Required work -
Could every entry be set down once more, exactly as given?

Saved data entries
_____
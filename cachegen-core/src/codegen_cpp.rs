//! C++ backend.
//!
//! Two passes over a finished [`Context`]: the declarations pass produces the
//! header (includes, type aliases, `extern` entity arrays) and the
//! initialization pass produces the source file holding `init()`, which
//! constructs every instance and then wires the connections. Neither pass
//! validates anything; the context is assumed consistent.

use std::fmt::{self, Write};

use crate::context::Context;
use crate::entity::Connection;

/// Writes the header file.
pub fn emit_declarations(ctx: &Context, out: &mut impl Write) -> fmt::Result {
    writeln!(out, "#include <vector>")?;
    writeln!(out)?;
    for header in ctx.dependencies() {
        writeln!(out, "#include \"{header}\"")?;
    }
    writeln!(out)?;
    open_namespace(ctx, out)?;
    for line in ctx.types().filter_map(|ty| ty.alias_line()) {
        writeln!(out, "{line}")?;
    }
    for entity in ctx.entities() {
        entity.emit_declaration(out, true)?;
    }
    close_namespace(ctx, out)
}

/// Writes the source file; `header_name` is the file it includes.
pub fn emit_initialization(ctx: &Context, header_name: &str, out: &mut impl Write) -> fmt::Result {
    writeln!(out, "#include \"{header_name}\"")?;
    open_namespace(ctx, out)?;
    for entity in ctx.entities() {
        entity.emit_declaration(out, false)?;
    }
    writeln!(out)?;
    writeln!(out, "void init() {{")?;
    writeln!(out)?;
    writeln!(out, "  // initialize entities")?;
    for entity in ctx.entities() {
        entity.emit_initialization(out)?;
    }
    writeln!(out)?;
    writeln!(out, "  // connect entities")?;
    for edge in ctx.connections() {
        emit_handshake(ctx, edge, out)?;
    }
    writeln!(out)?;
    writeln!(out, "}}")?;
    close_namespace(ctx, out)
}

/// `client->connect(manager, manager->connect(client))`: the manager
/// registers the client first and hands its result back.
fn emit_handshake(ctx: &Context, edge: &Connection, out: &mut impl Write) -> fmt::Result {
    let outer = ctx
        .lookup_entity(&edge.client)
        .map_or("", |e| e.outer());
    let inner = ctx
        .lookup_entity(&edge.manager)
        .map_or("", |e| e.inner());
    let client = format!("{}[{}]{}", edge.client, edge.client_index, outer);
    let manager = format!("{}[{}]{}", edge.manager, edge.manager_index, inner);
    writeln!(
        out,
        "  {client}->connect({manager}, {manager}->connect({client}));"
    )
}

fn open_namespace(ctx: &Context, out: &mut impl Write) -> fmt::Result {
    match ctx.namespace() {
        Some(space) => writeln!(out, "namespace {space} {{\n"),
        None => Ok(()),
    }
}

fn close_namespace(ctx: &Context, out: &mut impl Write) -> fmt::Result {
    match ctx.namespace() {
        Some(_) => writeln!(out, "\n}}"),
        None => Ok(()),
    }
}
_____
Written answer -
filename cachegen-core/src/codegen_cpp.rs
//! C++ backend.
//!
//! Two passes over a finished [`Context`]: the declarations pass produces the
//! header (includes, type aliases, `extern` entity arrays) and the
//! initialization pass produces the source file holding `init()`, which
//! constructs every instance and then wires the connections. Neither pass
//! validates anything; the context is assumed consistent.

use std::fmt::{self, Write};

use crate::context::Context;
use crate::entity::Connection;

/// Writes the header file.
pub fn emit_declarations(ctx: &Context, out: &mut impl Write) -> fmt::Result {
    writeln!(out, "#include <vector>")?;
    writeln!(out)?;
    for header in ctx.dependencies() {
        writeln!(out, "#include \"{header}\"")?;
    }
    writeln!(out)?;
    open_namespace(ctx, out)?;
    for line in ctx.types().filter_map(|ty| ty.alias_line()) {
        writeln!(out, "{line}")?;
    }
    for entity in ctx.entities() {
        entity.emit_declaration(out, true)?;
    }
    close_namespace(ctx, out)
}

/// Writes the source file; `header_name` is the file it includes.
pub fn emit_initialization(ctx: &Context, header_name: &str, out: &mut impl Write) -> fmt::Result {
    writeln!(out, "#include \"{header_name}\"")?;
    open_namespace(ctx, out)?;
    for entity in ctx.entities() {
        entity.emit_declaration(out, false)?;
    }
    writeln!(out)?;
    writeln!(out, "void init() {{")?;
    writeln!(out)?;
    writeln!(out, "  // initialize entities")?;
    for entity in ctx.entities() {
        entity.emit_initialization(out)?;
    }
    writeln!(out)?;
    writeln!(out, "  // connect entities")?;
    for edge in ctx.connections() {
        emit_handshake(ctx, edge, out)?;
    }
    writeln!(out)?;
    writeln!(out, "}}")?;
    close_namespace(ctx, out)
}

/// `client->connect(manager, manager->connect(client))`: the manager
/// registers the client first and hands its result back.
fn emit_handshake(ctx: &Context, edge: &Connection, out: &mut impl Write) -> fmt::Result {
    let outer = ctx
        .lookup_entity(&edge.client)
        .map_or("", |e| e.outer());
    let inner = ctx
        .lookup_entity(&edge.manager)
        .map_or("", |e| e.inner());
    let client = format!("{}[{}]{}", edge.client, edge.client_index, outer);
    let manager = format!("{}[{}]{}", edge.manager, edge.manager_index, inner);
    writeln!(
        out,
        "  {client}->connect({manager}, {manager}->connect({client}));"
    )
}

fn open_namespace(ctx: &Context, out: &mut impl Write) -> fmt::Result {
    match ctx.namespace() {
        Some(space) => writeln!(out, "namespace {space} {{\n"),
        None => Ok(()),
    }
}

fn close_namespace(ctx: &Context, out: &mut impl Write) -> fmt::Result {
    match ctx.namespace() {
        Some(_) => writeln!(out, "\n}}"),
        None => Ok(()),
    }
}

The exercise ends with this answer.